From the data below, tally each line that has "required" in it, then give that tally without comment.

───

//! Splitting SQL documents into executable statements.
//!
//! Two regions are handled differently:
//!
//! - With the default `;` terminator, statements end at the first `;` that is
//!   not inside a quoted string, a backtick identifier or a comment.
//! - After `DELIMITER <symbol>`, a statement ends only on a line holding
//!   nothing but the symbol, or on a line ending in `END` followed by the
//!   symbol. The latter is rewritten to `END;` so routine bodies stay complete.
//!   The symbol anywhere else, such as `//` inside a URL, is plain text.
//!
//! `DELIMITER` lines are client syntax and never reach the output.

use std::sync::LazyLock;

use regex::Regex;

static DELIMITER_DIRECTIVE: LazyLock<Regex> = LazyLock::new(|| {
    Regex::new(r"(?i)^\s*delimiter\s+(\S+)\s*$").expect("Invalid delimiter directive regex")
});

/// Keyword closing a stored routine or trigger body.
const ROUTINE_END: &str = "END";

/// A single executable SQL statement.
#[derive(Debug, Clone, PartialEq, Eq)]
pub struct Statement {
    /// Trimmed statement text, including its trailing `;` when present.
    pub sql: String,
    /// 1-based line of the source document where the statement starts.
    pub line: usize,
}

impl Statement {
    /// Returns the first keyword of the statement in upper case, skipping
    /// leading comments.
    #[must_use]
    pub fn first_keyword(&self) -> Option<String> {
        let word: String = skip_leading_comments(&self.sql)
            .chars()
            .take_while(|c| c.is_ascii_alphanumeric() || *c == '_')
            .collect();
        (!word.is_empty()).then(|| word.to_ascii_uppercase())
    }

    /// Returns whether the statement selects a database (`USE ...`).
    #[must_use]
    pub fn is_database_selection(&self) -> bool {
        self.first_keyword().as_deref() == Some("USE")
    }
}

/// Splits `text` into statements.
#[must_use]
pub fn split_statements(text: &str) -> Vec<Statement> {
    let mut splitter = Splitter::default();
    for (idx, line) in text.lines().enumerate() {
        splitter.line(line, idx + 1);
    }
    splitter.finish()
}

/// Returns the text after any leading whitespace and comments.
#[must_use]
pub fn skip_leading_comments(sql: &str) -> &str {
    let mut rest = sql.trim_start();
    loop {
        let dash_comment = rest
            .strip_prefix("--")
            .is_some_and(|after| opens_dash_comment(after.chars().next()));
        if dash_comment || rest.starts_with('#') {
            rest = rest.find('\n').map_or("", |pos| &rest[pos + 1..]).trim_start();
        } else if let Some(after) = rest.strip_prefix("/*") {
            rest = after.find("*/").map_or("", |pos| &after[pos + 2..]).trim_start();
        } else {
            return rest;
        }
    }
}

/// `--` only starts a comment when followed by whitespace, a control
/// character or the end of the line.
fn opens_dash_comment(next: Option<char>) -> bool {
    next.is_none_or(|c| c.is_whitespace() || c.is_control())
}

fn is_blank(sql: &str) -> bool {
    skip_leading_comments(sql).trim_start_matches([';', ' ', '\t', '\n', '\r']).is_empty()
}

/// Returns the line rewritten as `... END;` if it closes a routine with the
/// custom terminator.
fn routine_end(line: &str, terminator: &str) -> Option<String> {
    let trimmed = line.trim_end();
    let before = trimmed.strip_suffix(terminator)?.trim_end();
    let before = before.strip_suffix(';').unwrap_or(before).trim_end();

    let split = before.len().checked_sub(ROUTINE_END.len())?;
    let keyword = before.get(split..)?;
    if !keyword.eq_ignore_ascii_case(ROUTINE_END) {
        return None;
    }
    let standalone = before[..split]
        .chars()
        .next_back()
        .is_none_or(|c| !(c.is_alphanumeric() || c == '_'));
    standalone.then(|| format!("{before};"))
}

#[derive(Default)]
struct Splitter {
    statements: Vec<Statement>,
    current: String,
    start_line: Option<usize>,
    /// Custom terminator, `None` while `;` is in effect.
    delimiter: Option<String>,
    quote: Option<char>,
    block_comment: bool,
}

impl Splitter {
    fn line(&mut self, line: &str, lineno: usize) {
        // In the default region a `delimiter` column or alias mid-statement
        // must not be taken for the directive.
        let at_boundary = self.delimiter.is_some() || is_blank(&self.current);
        if self.quote.is_none() && !self.block_comment && at_boundary {
            if let Some(caps) = DELIMITER_DIRECTIVE.captures(line) {
                self.flush();
                let symbol = &caps[1];
                self.delimiter = (symbol != ";").then(|| symbol.to_string());
                return;
            }
        }

        match self.delimiter.clone() {
            Some(terminator) => self.custom_line(line, &terminator, lineno),
            None => self.default_line(line, lineno),
        }
    }

    fn custom_line(&mut self, line: &str, terminator: &str, lineno: usize) {
        if line.trim() == terminator {
            self.flush();
        } else if let Some(rewritten) = routine_end(line, terminator) {
            self.push_str(&rewritten, lineno);
            self.flush();
        } else {
            self.push_str(line, lineno);
            self.current.push('\n');
        }
    }

    fn default_line(&mut self, line: &str, lineno: usize) {
        let mut chars = line.chars().peekable();

        while let Some(ch) = chars.next() {
            if self.block_comment {
                self.push_char(ch, lineno);
                if ch == '*' && chars.peek() == Some(&'/') {
                    chars.next();
                    self.push_char('/', lineno);
                    self.block_comment = false;
                }
                continue;
            }

            if let Some(quote) = self.quote {
                self.push_char(ch, lineno);
                if ch == '\\' && quote != '`' {
                    if let Some(escaped) = chars.next() {
                        self.push_char(escaped, lineno);
                    }
                } else if ch == quote {
                    if chars.peek() == Some(&quote) {
                        chars.next();
                        self.push_char(quote, lineno);
                    } else {
                        self.quote = None;
                    }
                }
                continue;
            }

            match ch {
                '-' if chars.peek() == Some(&'-') && opens_dash_comment(chars.clone().nth(1)) => {
                    self.push_char(ch, lineno);
                    let rest: String = chars.by_ref().collect();
                    self.push_str(&rest, lineno);
                }
                '#' => {
                    self.push_char(ch, lineno);
                    let rest: String = chars.by_ref().collect();
                    self.push_str(&rest, lineno);
                }
                '/' if chars.peek() == Some(&'*') => {
                    chars.next();
                    self.push_str("/*", lineno);
                    self.block_comment = true;
                }
                '\'' | '"' | '`' => {
                    self.push_char(ch, lineno);
                    self.quote = Some(ch);
                }
                ';' => {
                    self.push_char(ch, lineno);
                    self.flush();
                }
                _ => self.push_char(ch, lineno),
            }
        }

        self.current.push('\n');
    }

    fn push_char(&mut self, ch: char, lineno: usize) {
        if self.start_line.is_none() && !ch.is_whitespace() {
            self.start_line = Some(lineno);
        }
        self.current.push(ch);
    }

    fn push_str(&mut self, s: &str, lineno: usize) {
        if self.start_line.is_none() && !s.trim().is_empty() {
            self.start_line = Some(lineno);
        }
        self.current.push_str(s);
    }

    fn flush(&mut self) {
        let sql = self.current.trim();
        if !is_blank(sql) {
            self.statements.push(Statement {
                sql: sql.to_string(),
                line: self.start_line.unwrap_or(1),
            });
        }
        self.current.clear();
        self.start_line = None;
    }

    fn finish(mut self) -> Vec<Statement> {
        self.flush();
        self.statements
    }
}
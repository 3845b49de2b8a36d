//! MySQL schema bootstrapper for the property-management application.
//!
//! `propman-dbinit` turns a directory of SQL files into a ready database:
//!
//! - **Expander** - inlines `SOURCE` directives into one document
//! - **Splitter** - cuts that document into statements, keeping `DELIMITER`
//!   blocks (procedures, functions, triggers) intact
//! - **Initializer** - runs the root file or the fallback files, then the
//!   follow-up migrations, recording every outcome instead of stopping
//!
//! # Example
//!
//! ```rust,ignore
//! use propman_dbinit::prelude::*;
//!
//! let settings = ConnectionSettings {
//!     host: "localhost".into(),
//!     port: 3306,
//!     user: "root".into(),
//!     password: String::new(),
//! };
//! let mut conn = settings.connect().await?;
//!
//! let report = Initializer::new(InitPlan::new("database")).run(&mut conn).await;
//! close(conn).await;
//! println!("{} statements failed", report?.failed());
//! ```
//!
//! # CLI Usage
//!
//! ```bash
//! # Initialize using DB_HOST / DB_USER / DB_PASSWORD
//! propman-dbinit
//!
//! # Print the statements without connecting
//! propman-dbinit run --dry-run
//!
//! # Show the flattened root file
//! propman-dbinit expand database/init.sql
//! ```

pub mod error;
pub mod executor;
pub mod expander;
pub mod orchestrator;
pub mod plan;
pub mod report;
pub mod splitter;

/// Prelude for convenient imports.
pub mod prelude {
    pub use crate::error::{InitError, Result};
    pub use crate::executor::{ConnectionSettings, DryRunExecutor, SqlExecutor, close};
    pub use crate::expander::expand_file;
    pub use crate::orchestrator::Initializer;
    pub use crate::plan::{ExecutionMode, InitPlan, PlanFile};
    pub use crate::report::{Outcome, RunReport, StepOutcome, Strategy};
    pub use crate::splitter::{Statement, split_statements};
}
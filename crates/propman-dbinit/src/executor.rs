//! Statement executors.
//!
//! The orchestrator only needs to hand SQL text to something and learn whether
//! it succeeded. [`SqlExecutor`] is that seam: the real implementation runs
//! against a server-scoped MySQL connection, [`DryRunExecutor`] prints the SQL.

use std::io::{self, Stdout, Write};

use sqlx::mysql::{MySqlConnectOptions, MySqlConnection};
use sqlx::{ConnectOptions, Connection};
use tracing::{debug, warn};

use crate::error::Result;

/// Something that can execute SQL text.
///
/// The text may hold several statements; implementations must accept that
/// for whole-file execution.
#[allow(async_fn_in_trait)]
pub trait SqlExecutor {
    /// Executes the SQL text.
    async fn execute(&mut self, sql: &str) -> Result<()>;
}

impl SqlExecutor for MySqlConnection {
    async fn execute(&mut self, sql: &str) -> Result<()> {
        let result = sqlx::raw_sql(sql).execute(&mut *self).await?;
        debug!(rows = result.rows_affected(), "Executed SQL");
        Ok(())
    }
}

/// Server connection settings. No database is selected; the SQL is expected
/// to create and select its own schema.
#[derive(Debug, Clone)]
pub struct ConnectionSettings {
    /// Server host name.
    pub host: String,
    /// Server port.
    pub port: u16,
    /// User name.
    pub user: String,
    /// Password, empty for none.
    pub password: String,
}

impl ConnectionSettings {
    /// Opens a single connection at server scope.
    pub async fn connect(&self) -> Result<MySqlConnection> {
        let mut options = MySqlConnectOptions::new()
            .host(&self.host)
            .port(self.port)
            .username(&self.user);
        if !self.password.is_empty() {
            options = options.password(&self.password);
        }
        let conn = options.connect().await?;
        Ok(conn)
    }
}

/// Closes a connection, logging instead of failing when the server has
/// already gone away.
pub async fn close(conn: MySqlConnection) {
    if let Err(e) = conn.close().await {
        warn!(error = %e, "Failed to close connection cleanly");
    }
}

/// Prints SQL instead of executing it.
#[derive(Debug)]
pub struct DryRunExecutor<W = Stdout> {
    out: W,
    executed: usize,
}

impl DryRunExecutor {
    /// Creates a dry-run executor printing to stdout.
    #[must_use]
    pub fn new() -> Self {
        Self::with_writer(io::stdout())
    }
}

impl Default for DryRunExecutor {
    fn default() -> Self {
        Self::new()
    }
}

impl<W: Write> DryRunExecutor<W> {
    /// Creates a dry-run executor printing to `out`.
    pub const fn with_writer(out: W) -> Self {
        Self { out, executed: 0 }
    }

    /// Number of SQL texts printed so far.
    #[must_use]
    pub const fn executed(&self) -> usize {
        self.executed
    }

    /// Consumes the executor, returning its writer.
    pub fn into_writer(self) -> W {
        self.out
    }
}

impl<W: Write> SqlExecutor for DryRunExecutor<W> {
    async fn execute(&mut self, sql: &str) -> Result<()> {
        self.executed += 1;
        writeln!(self.out, "{}\n", sql.trim_end())?;
        Ok(())
    }
}
//! Initialization plan.
//!
//! Which files are run, in which order, and which of them must exist. The
//! built-in default matches the layout of the application's `database/`
//! directory; a JSON file with the same shape can replace it.

use std::path::{Path, PathBuf};

use serde::{Deserialize, Serialize};

use crate::error::{InitError, Result};

/// A follow-up file applied after the main schema.
#[derive(Debug, Clone, PartialEq, Eq, Serialize, Deserialize)]
pub struct PlanFile {
    /// Path relative to the plan's base directory (or absolute).
    pub path: PathBuf,
    /// Whether a missing file counts as a failure rather than a skip.
    #[serde(default)]
    pub required: bool,
}

impl PlanFile {
    /// Creates an optional plan file.
    pub fn optional(path: impl Into<PathBuf>) -> Self {
        Self {
            path: path.into(),
            required: false,
        }
    }

    /// Creates a required plan file.
    pub fn required(path: impl Into<PathBuf>) -> Self {
        Self {
            path: path.into(),
            required: true,
        }
    }
}

/// How a fallback file is executed.
#[derive(Debug, Clone, Copy, PartialEq, Eq)]
pub enum ExecutionMode {
    /// The whole file is sent as one multi-statement execution.
    WholeFile,
    /// The file is split and each statement executed separately.
    PerStatement,
}

/// The files an initialization run uses.
#[derive(Debug, Clone, PartialEq, Eq, Serialize, Deserialize)]
#[serde(default)]
pub struct InitPlan {
    /// Directory relative paths are resolved against.
    pub base_dir: PathBuf,
    /// Root file with `SOURCE` directives. Preferred when present.
    pub root: PathBuf,
    /// Fallback schema file, run as a whole.
    pub schema: PathBuf,
    /// Fallback stored functions file.
    pub functions: PathBuf,
    /// Fallback stored procedures file.
    pub procedures: PathBuf,
    /// Fallback triggers file.
    pub triggers: PathBuf,
    /// Follow-up files, applied in order after either strategy.
    pub follow_ups: Vec<PlanFile>,
}

impl Default for InitPlan {
    fn default() -> Self {
        Self {
            base_dir: PathBuf::from("database"),
            root: PathBuf::from("init.sql"),
            schema: PathBuf::from("schema.sql"),
            functions: PathBuf::from("functions.sql"),
            procedures: PathBuf::from("procedures.sql"),
            triggers: PathBuf::from("triggers.sql"),
            follow_ups: vec![
                PlanFile::optional("schema_update.sql"),
                PlanFile::optional("enhanced_schema_update.sql"),
                PlanFile::optional("add_owner_column.sql"),
                PlanFile::optional("link_owners.sql"),
                PlanFile::optional("assign_demo_data.sql"),
            ],
        }
    }
}

impl InitPlan {
    /// Creates the default plan rooted at `base_dir`.
    pub fn new(base_dir: impl Into<PathBuf>) -> Self {
        Self {
            base_dir: base_dir.into(),
            ..Self::default()
        }
    }

    /// Loads a plan from a JSON file. Missing fields take their defaults.
    pub fn from_json_file(path: &Path) -> Result<Self> {
        let content = std::fs::read_to_string(path).map_err(|e| InitError::read_file(path, e))?;
        serde_json::from_str(&content).map_err(|e| InitError::Plan {
            path: path.to_path_buf(),
            message: e.to_string(),
        })
    }

    /// Replaces the base directory.
    #[must_use]
    pub fn with_base_dir(mut self, base_dir: impl Into<PathBuf>) -> Self {
        self.base_dir = base_dir.into();
        self
    }

    /// Resolves a plan path against the base directory.
    #[must_use]
    pub fn resolve(&self, path: &Path) -> PathBuf {
        self.base_dir.join(path)
    }

    /// Resolved root file path.
    #[must_use]
    pub fn root_path(&self) -> PathBuf {
        self.resolve(&self.root)
    }

    /// Resolved fallback files in execution order.
    #[must_use]
    pub fn fallback_steps(&self) -> Vec<(PathBuf, ExecutionMode)> {
        vec![
            (self.resolve(&self.schema), ExecutionMode::WholeFile),
            (self.resolve(&self.functions), ExecutionMode::PerStatement),
            (self.resolve(&self.procedures), ExecutionMode::PerStatement),
            (self.resolve(&self.triggers), ExecutionMode::PerStatement),
        ]
    }
}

───

§ Your response:
5